Abrió la puerta a la otra dimensión con un chirrido un tanto desagradable y vaciló unos segundos antes de precipitarse en un salto abisal, zambulléndose plenamente en ese vacío sideral que olía a silencio rancio. Instantáneamente se alejó de la vida tal y como la conocía y empezó a ver los objetos y a las personas de colores que hasta la fecha le eran totalmente desconocidos. Era como mirar con los ojos al revés, o acaso no mirar, percibir los colores con el resto de sentidos. Empezó a sospechar que ese portal sobrenatural le había lanzado a la dimensión de la sinestesia.
Deslizándose suavemente como una serpiente de cascabel envuelta en cintas de seda rosa, llegó hasta él un dulce aroma a cacao especiado que, para ser sinceros, sabía peor de lo que olía, aunque no llegó a probarlo porque tenía un color verde oruga que no le seducía demasiado.

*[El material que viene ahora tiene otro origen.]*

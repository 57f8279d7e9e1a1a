//! Menu model
//!
//! What a status-area menu shows: the currently shown layout (if it is one of
//! the saved ones) and the others to switch to, most used first.

use crate::display::StateSnapshot;
use crate::layout::preview::{Preview, preview};
use crate::layout::{ReferenceGeometry, is_active, summarize};
use crate::store::SlotEntry;
use serde::Serialize;
use tracing::debug;

pub const EMPTY_LABEL: &str = "No layouts saved";
pub const UNSAVED_LABEL: &str = "Unsaved layout";

#[derive(Debug, Clone, PartialEq, Serialize)]
#[serde(rename_all = "camelCase")]
pub struct MenuEntry {
    pub slot: usize,
    pub name: String,
    pub label: String,
    pub summary: String,
    pub usage: u64,
    pub preview: Preview,
}

#[derive(Debug, Clone, PartialEq, Serialize)]
#[serde(tag = "kind", rename_all = "camelCase")]
pub enum Menu {
    Empty {
        label: String,
    },
    Layouts {
        header: String,
        active: Option<MenuEntry>,
        available: Vec<MenuEntry>,
        references: ReferenceGeometry,
    },
}

impl Menu {
    pub fn header(&self) -> &str {
        match self {
            Menu::Empty { label } => label,
            Menu::Layouts { header, .. } => header,
        }
    }
}

fn menu_entry(entry: &SlotEntry, refs: &ReferenceGeometry, label: String) -> MenuEntry {
    MenuEntry {
        slot: entry.slot,
        name: entry.layout.display_name().to_string(),
        label,
        summary: summarize(&entry.layout),
        usage: entry.usage,
        preview: preview(&entry.layout, refs),
    }
}

/// Builds the menu from the store's entries (slot order) and the current
/// state. `snapshot` is `None` when the state query failed; nothing is active then.
pub fn build_menu(entries: &[SlotEntry], snapshot: Option<&StateSnapshot>) -> Menu {
    if entries.is_empty() {
        return Menu::Empty {
            label: EMPTY_LABEL.to_string(),
        };
    }

    let refs = ReferenceGeometry::resolve(entries.iter().map(|e| &e.layout));

    let active = snapshot.and_then(|snapshot| entries.iter().find(|e| is_active(&e.layout, snapshot)));
    let header = match active {
        Some(entry) => format!("{} ✔", entry.layout.display_name()),
        None => UNSAVED_LABEL.to_string(),
    };
    debug!("Menu header '{}'", header);

    let mut others: Vec<&SlotEntry> = entries
        .iter()
        .filter(|e| active.is_none_or(|a| a.slot != e.slot))
        .collect();
    others.sort_by(|a, b| b.usage.cmp(&a.usage));

    let available = others
        .into_iter()
        .map(|e| menu_entry(e, &refs, format!("Switch to {}", e.layout.display_name())))
        .collect();

    Menu::Layouts {
        active: active.map(|e| menu_entry(e, &refs, header.clone())),
        header,
        available,
        references: refs,
    }
}

#[cfg(test)]
mod tests {
    use super::*;
    use crate::display::{LogicalMonitorObserved, Mode, MonitorInfo, MonitorMap, MonitorRef};
    use crate::layout::{Layout, LogicalMonitorStored, StoredMonitor};

    fn stored(connector: &str, mode: &str, x: i32) -> LogicalMonitorStored {
        LogicalMonitorStored {
            x,
            monitors: vec![StoredMonitor {
                connector: connector.to_string(),
                mode: mode.to_string(),
                width: 1920,
                height: 1080,
                ..Default::default()
            }],
            ..Default::default()
        }
    }

    fn entry(slot: usize, name: &str, usage: u64, monitors: Vec<LogicalMonitorStored>) -> SlotEntry {
        SlotEntry {
            slot,
            layout: Layout {
                name: name.to_string(),
                logical_monitors: monitors,
                disabled_monitors: vec![],
            },
            usage,
        }
    }

    /// A single 1920x1080 output on DP-1 at the origin
    fn snapshot() -> StateSnapshot {
        let monitor_ref = MonitorRef {
            connector: "DP-1".to_string(),
            ..Default::default()
        };
        StateSnapshot {
            serial: 1,
            monitors: MonitorMap::from_iter([MonitorInfo {
                connector: "DP-1".to_string(),
                vendor: String::new(),
                product: String::new(),
                serial: String::new(),
                current_mode: Some(Mode {
                    id: "1080p".to_string(),
                    width: 1920,
                    height: 1080,
                    refresh_rate: 60.0,
                }),
            }]),
            logical_monitors: vec![LogicalMonitorObserved {
                x: 0,
                y: 0,
                scale: 1.0,
                transform: 0,
                primary: true,
                monitors: vec![monitor_ref],
            }],
        }
    }

    #[test]
    fn test_empty_menu() {
        let menu = build_menu(&[], Some(&snapshot()));
        assert_eq!(menu, Menu::Empty { label: EMPTY_LABEL.to_string() });
        assert_eq!(menu.header(), "No layouts saved");
    }

    /// Test that the active entry is pulled out and the rest are ordered by usage
    #[test]
    fn test_active_and_ordering() {
        let entries = vec![
            entry(0, "Travel", 1, vec![stored("eDP-1", "a", 0)]),
            entry(1, "Desk", 0, vec![stored("DP-1", "1080p", 0)]),
            entry(2, "", 5, vec![stored("HDMI-1", "b", 0)]),
            entry(4, "Office", 1, vec![stored("DP-2", "c", 0)]),
        ];

        let Menu::Layouts { header, active, available, references } = build_menu(&entries, Some(&snapshot())) else {
            panic!("expected layouts");
        };
        assert_eq!(header, "Desk ✔");
        assert_eq!(active.unwrap().slot, 1);

        let labels: Vec<&str> = available.iter().map(|e| e.label.as_str()).collect();
        assert_eq!(labels, vec!["Switch to Unnamed", "Switch to Travel", "Switch to Office"]);
        assert_eq!(available[1].summary, "eDP-1 1920x1080");
        assert_eq!(references.len(), 4);
    }

    #[test]
    fn test_first_active_slot_wins() {
        let entries = vec![
            entry(1, "Desk", 0, vec![stored("DP-1", "1080p", 0)]),
            entry(3, "Desk copy", 9, vec![stored("DP-1", "1080p", 0)]),
        ];

        let menu = build_menu(&entries, Some(&snapshot()));
        assert_eq!(menu.header(), "Desk ✔");
        let Menu::Layouts { available, .. } = menu else {
            panic!("expected layouts");
        };
        assert_eq!(available.len(), 1);
        assert_eq!(available[0].slot, 3);
    }

    #[test]
    fn test_unknown_state_has_nothing_active() {
        let entries = vec![entry(0, "Desk", 0, vec![stored("DP-1", "1080p", 0)])];

        let Menu::Layouts { header, active, available, .. } = build_menu(&entries, None) else {
            panic!("expected layouts");
        };
        assert_eq!(header, UNSAVED_LABEL);
        assert!(active.is_none());
        assert_eq!(available.len(), 1);
    }

    #[test]
    fn test_menu_serializes_with_kind_tag() {
        let json = serde_json::to_value(build_menu(&[], None)).unwrap();
        assert_eq!(json["kind"], "empty");
        assert_eq!(json["label"], EMPTY_LABEL);
    }
}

De todas partes parecía provenir un murmullo que aumentaba y aumentaba, que se movía en crescendo, al igual que su paranoia y la sensación de que se estaba convirtiendo en un muñequito al que iban a arrojar en una caja llena de agua y cangrejos con pinzas afiladas que iban a desgarrarle las entrañas. Se encaminó con pasos firmes al fondo del autobús, donde se acurrucó y se dedicó a mirar por la ventanilla cómo llovían estrellas. Esperaba contemplar cómo llovía también algún planeta, pero eso no sucedió. Él quería ver el universo arder, ansiaba ver cómo estallaba en sus propias manos, pero en lugar de eso, no obtuvo más que una amarga sensación de desilusión quemándole la punta de la lengua.
Se sentía como una marioneta, un personaje más de algún tipo de tragicomedia escrita por alguien desconocido y cruel que quería manejarle a su antojo. Pero él no tenía ganas de bailarle el agua a nadie, así que se bajó la cremallera que tenía cosida en su piel y se deshizo en mil fuegos artificiales, que estallaron en la noche sin estrellas, oscura como boca de lobo, desintegrándose en una eternidad y en un vacío que no existieron, existían o existirán.